Master’s in real estate alumnus Varadaraj Zamindar praises MRED for its strong emphasis on community building
Varadaraj Zamindar (MRED ’17), Founder of the Rao Raja of Indore Foundation, spends his time advocating for social change in his community, and appreciates the lessons he learned while pursuing his masters in real estate development at ASU.
Varadaraj Zamindar (MRED ’17) Founder of the Rao Raja of Indore Foundation, spends his time advocating for social change in his community, and appreciates the lessons he learned while pursuing his masters in real estate development at ASU.
The W. P. Carey School of Business interviewed Zamindar to learn more about his MRED experience, why he chose to pursue a career in real estate development, and what’s next in the industry.
Why W. P. Carey?
Real estate is about more than making money, for some it’s about developing community and preserving the environment. Zamindar, who had a background in business and law before he started the program, decided to pursue an MRED at the W. P. Carey School of Business as a strategic move. “Because I’m from India and was planning on studying abroad, I had to have a vision behind starting the program,” he says. “I found the MRED at W. P. Carey to be worth pursuing — the people who were getting in touch with me were so responsive, I couldn’t say no.”

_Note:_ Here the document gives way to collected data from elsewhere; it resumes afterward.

// src/cache/mod.rs
//! Response cache: content-addressed entries with TTL expiry and a total-size
//! budget enforced by oldest-first eviction.
//!
//! The cache only ever saves latency and provider load. Every fault degrades
//! to a miss, and purging it never changes pipeline results.

pub mod disk;
mod index;
pub mod memory;

pub use disk::DiskCache;
pub use memory::MemoryCache;

use std::io;
use std::sync::atomic::{AtomicU64, Ordering};
use std::time::{Duration, SystemTime, UNIX_EPOCH};

use serde::{Deserialize, Serialize};
use sha2::{Digest, Sha256};

/// SHA-256 (hex) of a normalized request identifier.
#[derive(Debug, Clone, PartialEq, Eq, Hash, PartialOrd, Ord, Serialize, Deserialize)]
pub struct CacheKey(String);

impl CacheKey {
    pub fn for_identifier(identifier: &str) -> Self {
        let digest = Sha256::digest(identifier.as_bytes());
        let mut hex = String::with_capacity(64);
        for b in digest.iter() {
            use std::fmt::Write as _;
            let _ = write!(&mut hex, "{:02x}", b);
        }
        CacheKey(hex)
    }

    /// Accepts only what [`CacheKey::for_identifier`] produces (64 lowercase hex chars).
    pub fn from_hex(hex: &str) -> Option<Self> {
        let ok = hex.len() == 64 && hex.bytes().all(|b| matches!(b, b'0'..=b'9' | b'a'..=b'f'));
        ok.then(|| CacheKey(hex.to_string()))
    }

    pub fn as_str(&self) -> &str {
        &self.0
    }
}

#[derive(Debug, Clone, PartialEq, Eq)]
pub struct CacheEntry {
    pub key: CacheKey,
    pub payload: Vec<u8>,
    pub content_type: String,
    pub stored_at_ms: u64,
    pub size: u64,
}

#[derive(Debug, Clone, Copy, PartialEq, Eq)]
pub struct CachePolicy {
    pub ttl: Duration,
    pub max_bytes: u64,
}

impl CachePolicy {
    pub fn new(ttl: Duration, max_bytes: u64) -> Self {
        Self { ttl, max_bytes }
    }

    /// Age strictly greater than the TTL means expired.
    pub fn is_expired(&self, stored_at_ms: u64, now_ms: u64) -> bool {
        now_ms.saturating_sub(stored_at_ms) > self.ttl.as_millis() as u64
    }
}

#[derive(Debug, Default, Clone, Copy, PartialEq, Eq)]
pub struct CleanupReport {
    pub expired: usize,
    pub evicted: usize,
    pub remaining_entries: usize,
    pub remaining_bytes: u64,
}

/// Key-value store contract shared by the disk cache and the in-memory fake.
pub trait CacheStore: Send + Sync {
    /// Fresh entry for `key`, or `None` on miss, expiry or any read fault.
    fn get(&self, key: &CacheKey) -> Option<CacheEntry>;
    /// Store `payload`, then evict oldest entries while over the byte budget.
    fn put(&self, key: &CacheKey, content_type: &str, payload: &[u8]) -> io::Result<()>;
    /// Drop every entry. Returns how many were removed.
    fn purge(&self) -> io::Result<usize>;
    /// Drop expired entries and enforce the byte budget; fresh entries stay.
    fn cleanup(&self) -> io::Result<CleanupReport>;
    fn total_bytes(&self) -> u64;
    fn len(&self) -> usize;
    fn is_empty(&self) -> bool {
        self.len() == 0
    }
}

/// Wall-clock source in unix milliseconds; swappable for tests.
pub trait Clock: Send + Sync {
    fn now_ms(&self) -> u64;
}

#[derive(Debug, Default, Clone, Copy)]
pub struct SystemClock;

impl Clock for SystemClock {
    fn now_ms(&self) -> u64 {
        SystemTime::now()
            .duration_since(UNIX_EPOCH)
            .unwrap_or_default()
            .as_millis() as u64
    }
}

/// Hand-driven clock for deterministic TTL tests.
#[derive(Debug, Default)]
pub struct ManualClock {
    now_ms: AtomicU64,
}

impl ManualClock {
    pub fn new(start_ms: u64) -> Self {
        Self {
            now_ms: AtomicU64::new(start_ms),
        }
    }

    pub fn advance(&self, by: Duration) {
        self.now_ms.fetch_add(by.as_millis() as u64, Ordering::SeqCst);
    }

    pub fn set_ms(&self, ms: u64) {
        self.now_ms.store(ms, Ordering::SeqCst);
    }
}

impl Clock for ManualClock {
    fn now_ms(&self) -> u64 {
        self.now_ms.load(Ordering::SeqCst)
    }
}

#[cfg(test)]
mod tests {
    use super::*;

    #[test]
    fn key_is_stable_hex() {
        let a = CacheKey::for_identifier("web:https://example.com/a");
        let b = CacheKey::for_identifier("web:https://example.com/a");
        let c = CacheKey::for_identifier("web:https://example.com/b");
        assert_eq!(a, b);
        assert_ne!(a, c);
        assert_eq!(a.as_str().len(), 64);
        assert_eq!(CacheKey::from_hex(a.as_str()), Some(a));
        assert_eq!(CacheKey::from_hex("../etc/passwd"), None);
    }

    #[test]
    fn ttl_boundary() {
        let p = CachePolicy::new(Duration::from_secs(60), 1024);
        assert!(!p.is_expired(0, 60_000));
        assert!(p.is_expired(0, 61_000));
    }
}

He appreciated learning how to analyze various development situations from all perspectives. “You’ll have a more holistic view on how to proceed with development projects after graduation, because of your experience looking at the legal, the engineering, the finances, and the marketing.”
Zamindar valued the creative curriculum. “The program was offering a diverse amalgamation of disciplines,” Zamindar says. “It showed me how to manage the legal and the engineering aspects of development, and gave me the vision to integrate all of these aspects into a better future and a more cohesive environment.”
Because his focus after graduation was different from most of his classmates, he didn’t want to lose touch with the network that he had created during his time in the MRED. “Even though I knew I wouldn’t necessarily work with any of these business contacts, I appreciated how people were willing to go above and beyond for me.”
The MRED gave him the insight to communicate what he learned outside the real estate industry. “You do that through networking,” he mentions. “That’s one of the reasons why I joined the program at W. P. Carey, to be a part of a network of big figures within real estate.”
The emphasis on ethics was one of his favorite aspects of the program. “I learned how to maintain networks, and how to be conscious and ethical when dealing with real estate development projects,” Zamindar remembers. “I also learned that if you do make a mistake, own up to it, and be straight forward."
Why real estate development?
Zamindar wanted to pursue a degree that would directly impact his community. “The Rao Raja of Indore Foundation is basically our family foundation,” he explains. “We are the founding family and have a history that goes back 300 years.”
“My forefathers liberated the city from many atrocities, and I wanted to establish something of my own and contribute,” says Zamindar. “We have a foundation day every year, where we congratulate the people of the city who work to develop it; honoring them for their selfless love of the citizens of our city.”
Zamindar founded the Rao Raja of Indore Foundation because he cares about his community and maintaining his family’s legacy. “W. P. Carey helped me learn the importance of that.”
He appreciates real estate because it touches people. “Looking at it from the aspirational aspect, everyone wants to someday own land,” he says. “It’s a substantial part of our financial system; I think that’s why I gravitated towards it.”
COVID-19 has made people realize the importance of spaces. “Real estate shapes the community — technologies can change but you have to have real estate for everything to work,” Zamindar says.
Zamindar is currently working with two of the biggest land trusts in his city. “Because I come from a good family in the city, I stay here to help — we have an integration within the community,” he says. “They work well with me.”
He is currently working on projects in collaboration with farmers to make better processing capabilities for their produce. “In India, most farmers can’t really afford to have their own cold storage,” says Zamindar.
“At the heart of this project, I just want the best for these people, and to help as many farmers as possible,” he says. “Sometimes they get ripped off from traders who are willing to buy their produce in season at a lower price.”
“The traders then sell the produce — at a profit, because the farmers can’t afford cold storage,” says Zamindar. “It really is an injustice being done to farmers.”
Electricity is also an issue. “It isn’t widely being offered,” explains Zamindar. “During the winter time, it becomes really hard for them because they don’t have a lot of farm clothes, and their hands can get really frozen during the night from watering their crops.”